Task objective: Provide again, from the entries below, every line from the one containing "F: Fn(&str) ->" through the one containing "let tool_mode = match", exactly as written, and no other line.

[Collected data entries]
=== Section Start ===

use std::path::{Path, PathBuf};
use std::time::Duration;

use serde::{Deserialize, Serialize};

use crate::api::gemini::DEFAULT_GEMINI_BASE_URL;
use crate::core::dispatcher::{DispatchPolicy, DEFAULT_BROWSER_TIMEOUT_SECS, DEFAULT_MCP_TIMEOUT_SECS};
use crate::core::session::{
    SessionPolicy, DEFAULT_BOOTSTRAP_TIMEOUT_SECS, DEFAULT_RENEWAL_RETRIES,
    DEFAULT_SESSION_TTL_SECS,
};
use crate::core::settings::{Provider, Settings, ToolMode};
use crate::core::turn::{TurnPolicy, DEFAULT_MAX_TOOL_ROUNDS, DEFAULT_MODEL_TIMEOUT_SECS};
use crate::utils::url::parse_absolute_http_url;

pub const DEFAULT_MODEL: &str = "gemini-2.5-flash";

pub const ENV_MODEL_API_KEY: &str = "GEMINI_API_KEY";
pub const ENV_SESSION_API_KEY: &str = "COMPOSIO_API_KEY";
pub const ENV_TOOL_MODE: &str = "PAGEPILOT_TOOL_MODE";

/// Keys `pagepilot set` understands.
pub const SETTABLE_KEYS: &[&str] = &[
    "model",
    "tool-mode",
    "bootstrap-url",
    "max-tool-rounds",
    "browser-tools",
];

#[derive(Debug, Serialize, Deserialize, Clone, PartialEq, Eq)]
#[serde(default)]
pub struct ModelConfig {
    pub name: String,
    pub api_base: String,
    /// Used when `GEMINI_API_KEY` is unset.
    #[serde(skip_serializing_if = "Option::is_none")]
    pub api_key: Option<String>,
}

impl Default for ModelConfig {
    fn default() -> Self {
        Self {
            name: DEFAULT_MODEL.to_string(),
            api_base: DEFAULT_GEMINI_BASE_URL.to_string(),
            api_key: None,
        }
    }
}

#[derive(Debug, Serialize, Deserialize, Clone, PartialEq, Eq)]
#[serde(default)]
pub struct SessionConfig {
    /// Session service endpoint that mints tool-router sessions.
    #[serde(skip_serializing_if = "Option::is_none")]
    pub bootstrap_url: Option<String>,
    /// Used when `COMPOSIO_API_KEY` is unset.
    #[serde(skip_serializing_if = "Option::is_none")]
    pub api_key: Option<String>,
    pub default_ttl_secs: u64,
    pub renewal_retries: u32,
}

impl Default for SessionConfig {
    fn default() -> Self {
        Self {
            bootstrap_url: None,
            api_key: None,
            default_ttl_secs: DEFAULT_SESSION_TTL_SECS,
            renewal_retries: DEFAULT_RENEWAL_RETRIES,
        }
    }
}

/// Bounds in seconds for each external call.
#[derive(Debug, Serialize, Deserialize, Clone, PartialEq, Eq)]
#[serde(default)]
pub struct TimeoutConfig {
    pub model: u64,
    pub bootstrap: u64,
    pub mcp: u64,
    pub browser: u64,
}

impl Default for TimeoutConfig {
    fn default() -> Self {
        Self {
            model: DEFAULT_MODEL_TIMEOUT_SECS,
            bootstrap: DEFAULT_BOOTSTRAP_TIMEOUT_SECS,
            mcp: DEFAULT_MCP_TIMEOUT_SECS,
            browser: DEFAULT_BROWSER_TIMEOUT_SECS,
        }
    }
}

#[derive(Debug, Serialize, Deserialize, Clone, PartialEq, Eq)]
#[serde(default)]
pub struct TurnConfig {
    pub max_tool_rounds: usize,
    pub browser_tools: bool,
}

impl Default for TurnConfig {
    fn default() -> Self {
        Self {
            max_tool_rounds: DEFAULT_MAX_TOOL_ROUNDS,
            browser_tools: true,
        }
    }
}

#[derive(Debug, Serialize, Deserialize, Default, Clone, PartialEq, Eq)]
#[serde(default)]
pub struct Config {
    /// `tool-router` routes remote tools through the session service.
    #[serde(skip_serializing_if = "Option::is_none")]
    pub tool_mode: Option<ToolMode>,
    pub model: ModelConfig,
    pub session: SessionConfig,
    pub timeouts: TimeoutConfig,
    pub turn: TurnConfig,
}

pub fn path_display<P: AsRef<Path>>(path: P) -> String {
    let path = path.as_ref();

    #[cfg(unix)]
    {
        if let Some(home) = std::env::var_os("HOME") {
            let home_path = PathBuf::from(home);
            if let Ok(relative) = path.strip_prefix(&home_path) {
                return format!("~/{}", relative.display());
            }
        }
    }

    path.display().to_string()
}

fn non_empty(value: Option<String>) -> Option<String> {
    value
        .map(|value| value.trim().to_string())
        .filter(|value| !value.is_empty())
}

impl Config {
    /// Build per-conversation settings. Environment values win over the
    /// file; `env` is injected so tests never read the process environment.
    pub fn resolve_settings<F>(&self, env: F) -> Result<Settings, String>
    where
        F: Fn(&str) -> Option<String>,
    {
        let api_key = non_empty(env(ENV_MODEL_API_KEY))
            .or_else(|| non_empty(self.model.api_key.clone()))
            .unwrap_or_default();
        let composio_api_key = non_empty(env(ENV_SESSION_API_KEY))
            .or_else(|| non_empty(self.session.api_key.clone()));
        let tool_mode = match non_empty(env(ENV_TOOL_MODE)) {
            Some(raw) if raw.eq_ignore_ascii_case("none") || raw.eq_ignore_ascii_case("off") => None,
            Some(raw) => Some(raw.parse::<ToolMode>()?),
            None => self.tool_mode,
        };

        Ok(Settings {
            provider: Provider::Google,
            api_key,
            model: self.model.name.trim().to_string(),
            tool_mode,
            composio_api_key,
        })
    }

    pub fn session_policy(&self) -> SessionPolicy {
        SessionPolicy {
            default_ttl: Duration::from_secs(self.session.default_ttl_secs.max(1)),
            bootstrap_timeout: Duration::from_secs(self.timeouts.bootstrap.max(1)),
            renewal_retries: self.session.renewal_retries,
        }
    }

    pub fn dispatch_policy(&self) -> DispatchPolicy {
        DispatchPolicy {
            browser_timeout: Duration::from_secs(self.timeouts.browser.max(1)),
            mcp_timeout: Duration::from_secs(self.timeouts.mcp.max(1)),
        }
    }

    pub fn turn_policy(&self) -> TurnPolicy {
        TurnPolicy {
            max_tool_rounds: self.turn.max_tool_rounds.max(1),
            model_timeout: Duration::from_secs(self.timeouts.model.max(1)),
            dispatch: self.dispatch_policy(),
            browser_tools: self.turn.browser_tools,
        }
    }

    pub fn mcp_timeout(&self) -> Duration {
        Duration::from_secs(self.timeouts.mcp.max(1))
    }

    /// Apply one `pagepilot set` assignment. `tool-mode` and `bootstrap-url`
    /// accept `off` to clear the value.
    pub fn set_value(&mut self, key: &str, value: &str) -> Result<(), String> {
        let value = value.trim();
        let clears = value.is_empty() || value.eq_ignore_ascii_case("off");
        match key {
            "model" => {
                if value.is_empty() {
                    return Err("model must not be empty".to_string());
                }
                self.model.name = value.to_string();
            }
            "tool-mode" => {
                self.tool_mode = if clears || value.eq_ignore_ascii_case("none") {
                    None
                } else {
                    Some(value.parse::<ToolMode>()?)
                };
            }
            "bootstrap-url" => {
                self.session.bootstrap_url = if clears {
                    None
                } else {
                    parse_absolute_http_url(value).map_err(|err| format!("bootstrap-url {err}"))?;
                    Some(value.to_string())
                };
            }
            "max-tool-rounds" => {
                let rounds = value
                    .parse::<usize>()
                    .ok()
                    .filter(|rounds| *rounds > 0)
                    .ok_or_else(|| format!("max-tool-rounds must be a positive integer, got {value:?}"))?;
                self.turn.max_tool_rounds = rounds;
            }
            "browser-tools" => {
                self.turn.browser_tools = match value.to_ascii_lowercase().as_str() {
                    "true" | "on" | "yes" => true,
                    "false" | "off" | "no" => false,
                    _ => return Err(format!("browser-tools must be on or off, got {value:?}")),
                };
            }
            _ => {
                return Err(format!(
                    "Unknown key: {key}. Settable keys: {}",
                    SETTABLE_KEYS.join(", ")
                ))
            }
        }
        Ok(())
    }
}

=== Section End ===

Result below:
        F: Fn(&str) -> Option<String>,
    {
        let api_key = non_empty(env(ENV_MODEL_API_KEY))
            .or_else(|| non_empty(self.model.api_key.clone()))
            .unwrap_or_default();
        let composio_api_key = non_empty(env(ENV_SESSION_API_KEY))
            .or_else(|| non_empty(self.session.api_key.clone()));
        let tool_mode = match non_empty(env(ENV_TOOL_MODE)) {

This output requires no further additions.